> Activity
Search the records below for the string "iter", and report each line that contains it.

Saved entries:
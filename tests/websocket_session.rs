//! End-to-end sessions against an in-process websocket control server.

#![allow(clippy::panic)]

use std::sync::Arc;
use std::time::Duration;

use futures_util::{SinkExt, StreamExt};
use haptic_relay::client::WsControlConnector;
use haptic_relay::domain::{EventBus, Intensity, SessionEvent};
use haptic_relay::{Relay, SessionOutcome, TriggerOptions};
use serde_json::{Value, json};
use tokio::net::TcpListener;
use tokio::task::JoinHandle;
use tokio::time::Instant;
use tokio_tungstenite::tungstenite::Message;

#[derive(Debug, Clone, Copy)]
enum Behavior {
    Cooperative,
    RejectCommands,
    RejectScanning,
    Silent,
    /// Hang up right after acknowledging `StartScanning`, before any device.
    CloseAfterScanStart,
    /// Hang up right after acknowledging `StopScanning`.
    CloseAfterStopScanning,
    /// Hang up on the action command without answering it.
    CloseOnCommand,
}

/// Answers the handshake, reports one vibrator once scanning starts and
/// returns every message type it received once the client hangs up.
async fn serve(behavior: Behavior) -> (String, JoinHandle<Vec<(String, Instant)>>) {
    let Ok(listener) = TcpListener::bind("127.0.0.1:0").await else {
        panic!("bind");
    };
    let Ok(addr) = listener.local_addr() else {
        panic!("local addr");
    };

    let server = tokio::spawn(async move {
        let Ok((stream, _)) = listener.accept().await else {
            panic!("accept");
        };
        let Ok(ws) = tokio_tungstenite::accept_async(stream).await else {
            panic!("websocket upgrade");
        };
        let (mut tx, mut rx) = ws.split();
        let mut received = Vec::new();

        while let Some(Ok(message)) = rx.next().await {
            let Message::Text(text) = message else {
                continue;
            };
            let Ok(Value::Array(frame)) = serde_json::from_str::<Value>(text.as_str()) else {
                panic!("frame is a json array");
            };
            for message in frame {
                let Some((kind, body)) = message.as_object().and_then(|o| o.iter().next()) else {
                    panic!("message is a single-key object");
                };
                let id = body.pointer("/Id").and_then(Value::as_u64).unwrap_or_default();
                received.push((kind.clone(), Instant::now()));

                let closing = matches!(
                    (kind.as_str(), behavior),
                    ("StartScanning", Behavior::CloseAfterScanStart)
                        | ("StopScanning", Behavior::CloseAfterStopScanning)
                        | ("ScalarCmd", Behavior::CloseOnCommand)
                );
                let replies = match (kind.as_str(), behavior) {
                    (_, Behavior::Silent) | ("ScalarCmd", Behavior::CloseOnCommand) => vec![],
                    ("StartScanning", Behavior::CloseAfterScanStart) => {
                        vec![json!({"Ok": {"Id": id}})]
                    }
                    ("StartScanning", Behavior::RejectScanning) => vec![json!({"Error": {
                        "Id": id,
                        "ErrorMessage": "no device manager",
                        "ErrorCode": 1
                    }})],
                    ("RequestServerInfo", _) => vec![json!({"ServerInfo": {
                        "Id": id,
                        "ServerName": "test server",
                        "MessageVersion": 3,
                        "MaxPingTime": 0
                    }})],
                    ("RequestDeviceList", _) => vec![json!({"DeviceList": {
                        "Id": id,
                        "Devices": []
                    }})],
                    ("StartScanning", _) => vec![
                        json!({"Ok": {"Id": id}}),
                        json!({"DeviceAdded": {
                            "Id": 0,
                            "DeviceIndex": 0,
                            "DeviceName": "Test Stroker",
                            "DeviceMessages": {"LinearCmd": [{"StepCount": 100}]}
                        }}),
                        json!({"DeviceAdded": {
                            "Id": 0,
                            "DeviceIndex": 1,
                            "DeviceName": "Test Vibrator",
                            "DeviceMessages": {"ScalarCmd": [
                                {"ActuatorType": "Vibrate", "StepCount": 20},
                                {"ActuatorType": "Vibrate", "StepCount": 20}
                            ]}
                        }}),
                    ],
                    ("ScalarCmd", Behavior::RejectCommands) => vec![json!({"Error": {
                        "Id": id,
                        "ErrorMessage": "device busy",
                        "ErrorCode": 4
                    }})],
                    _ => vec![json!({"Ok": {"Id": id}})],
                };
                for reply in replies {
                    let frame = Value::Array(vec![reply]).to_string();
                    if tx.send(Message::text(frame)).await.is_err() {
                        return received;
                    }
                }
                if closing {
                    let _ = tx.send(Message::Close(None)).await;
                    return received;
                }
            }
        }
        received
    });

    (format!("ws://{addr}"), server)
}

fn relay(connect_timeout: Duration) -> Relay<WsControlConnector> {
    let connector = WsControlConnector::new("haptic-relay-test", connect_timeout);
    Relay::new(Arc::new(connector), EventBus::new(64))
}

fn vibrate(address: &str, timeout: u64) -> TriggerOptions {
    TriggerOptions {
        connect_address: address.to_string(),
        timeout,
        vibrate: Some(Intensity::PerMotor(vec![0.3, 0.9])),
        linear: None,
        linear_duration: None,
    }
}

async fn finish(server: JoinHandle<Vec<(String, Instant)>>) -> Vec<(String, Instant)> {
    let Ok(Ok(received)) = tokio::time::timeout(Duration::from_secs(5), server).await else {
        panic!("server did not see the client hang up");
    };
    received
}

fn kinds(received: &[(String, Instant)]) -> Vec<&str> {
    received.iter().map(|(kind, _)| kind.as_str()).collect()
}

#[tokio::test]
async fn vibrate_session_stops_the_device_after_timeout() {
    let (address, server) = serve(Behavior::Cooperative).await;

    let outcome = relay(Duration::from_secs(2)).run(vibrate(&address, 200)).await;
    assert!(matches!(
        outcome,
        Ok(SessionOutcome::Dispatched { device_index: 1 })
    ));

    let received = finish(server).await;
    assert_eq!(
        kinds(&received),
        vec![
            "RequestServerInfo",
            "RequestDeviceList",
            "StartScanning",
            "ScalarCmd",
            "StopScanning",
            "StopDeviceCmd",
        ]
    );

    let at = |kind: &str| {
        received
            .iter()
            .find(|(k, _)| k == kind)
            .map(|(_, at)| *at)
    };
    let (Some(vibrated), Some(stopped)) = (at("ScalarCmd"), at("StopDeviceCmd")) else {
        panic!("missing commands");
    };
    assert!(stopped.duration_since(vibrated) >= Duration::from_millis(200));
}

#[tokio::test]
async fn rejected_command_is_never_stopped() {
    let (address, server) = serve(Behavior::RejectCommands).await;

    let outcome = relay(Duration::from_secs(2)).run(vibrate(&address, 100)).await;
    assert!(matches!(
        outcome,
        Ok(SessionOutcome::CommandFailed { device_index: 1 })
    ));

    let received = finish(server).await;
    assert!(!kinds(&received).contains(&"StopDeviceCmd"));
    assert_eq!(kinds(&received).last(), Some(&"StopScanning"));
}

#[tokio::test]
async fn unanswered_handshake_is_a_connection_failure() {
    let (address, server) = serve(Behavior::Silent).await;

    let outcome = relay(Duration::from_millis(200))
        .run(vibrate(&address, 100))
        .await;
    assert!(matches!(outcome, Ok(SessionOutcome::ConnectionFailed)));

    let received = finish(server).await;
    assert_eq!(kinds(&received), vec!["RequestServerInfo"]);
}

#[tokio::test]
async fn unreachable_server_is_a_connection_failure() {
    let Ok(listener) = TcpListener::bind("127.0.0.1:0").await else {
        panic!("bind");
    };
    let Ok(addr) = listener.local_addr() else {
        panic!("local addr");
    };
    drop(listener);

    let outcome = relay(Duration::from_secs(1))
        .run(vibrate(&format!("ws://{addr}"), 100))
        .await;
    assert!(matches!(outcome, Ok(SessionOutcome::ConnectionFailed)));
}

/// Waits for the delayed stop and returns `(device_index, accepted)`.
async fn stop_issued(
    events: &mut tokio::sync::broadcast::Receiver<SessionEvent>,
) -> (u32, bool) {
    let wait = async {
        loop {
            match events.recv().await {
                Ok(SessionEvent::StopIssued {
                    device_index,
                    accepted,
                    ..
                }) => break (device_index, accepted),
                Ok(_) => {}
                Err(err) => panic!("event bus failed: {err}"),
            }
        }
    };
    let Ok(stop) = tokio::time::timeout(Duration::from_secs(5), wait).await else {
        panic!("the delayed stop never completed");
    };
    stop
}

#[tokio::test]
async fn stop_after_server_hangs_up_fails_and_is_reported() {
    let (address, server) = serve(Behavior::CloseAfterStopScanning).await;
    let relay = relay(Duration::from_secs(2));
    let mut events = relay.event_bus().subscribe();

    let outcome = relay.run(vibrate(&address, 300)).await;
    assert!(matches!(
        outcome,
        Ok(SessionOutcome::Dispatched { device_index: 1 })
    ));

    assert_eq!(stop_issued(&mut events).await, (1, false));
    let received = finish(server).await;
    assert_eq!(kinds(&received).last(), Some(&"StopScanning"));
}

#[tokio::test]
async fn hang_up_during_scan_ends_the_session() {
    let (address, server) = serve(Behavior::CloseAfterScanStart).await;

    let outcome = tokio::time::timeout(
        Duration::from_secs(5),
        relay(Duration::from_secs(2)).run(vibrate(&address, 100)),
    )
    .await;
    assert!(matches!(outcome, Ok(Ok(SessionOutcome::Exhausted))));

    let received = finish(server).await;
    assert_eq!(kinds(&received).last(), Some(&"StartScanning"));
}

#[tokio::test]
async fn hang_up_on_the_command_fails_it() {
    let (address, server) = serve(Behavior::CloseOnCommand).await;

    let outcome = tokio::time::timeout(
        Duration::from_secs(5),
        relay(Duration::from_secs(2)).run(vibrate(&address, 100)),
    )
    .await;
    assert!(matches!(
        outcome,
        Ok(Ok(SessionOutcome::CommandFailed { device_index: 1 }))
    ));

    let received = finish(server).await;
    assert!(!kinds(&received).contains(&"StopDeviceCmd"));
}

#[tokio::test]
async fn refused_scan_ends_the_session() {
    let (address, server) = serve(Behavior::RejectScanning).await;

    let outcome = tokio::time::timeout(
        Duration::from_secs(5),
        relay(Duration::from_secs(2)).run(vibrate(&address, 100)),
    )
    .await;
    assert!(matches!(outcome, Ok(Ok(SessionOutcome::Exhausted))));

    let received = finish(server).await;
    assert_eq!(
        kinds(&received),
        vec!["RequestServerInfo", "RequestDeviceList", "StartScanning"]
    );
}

> Result of the task
                let Some((kind, body)) = message.as_object().and_then(|o| o.iter().next()) else {
    received.iter().map(|(kind, _)| kind.as_str()).collect()
            .iter()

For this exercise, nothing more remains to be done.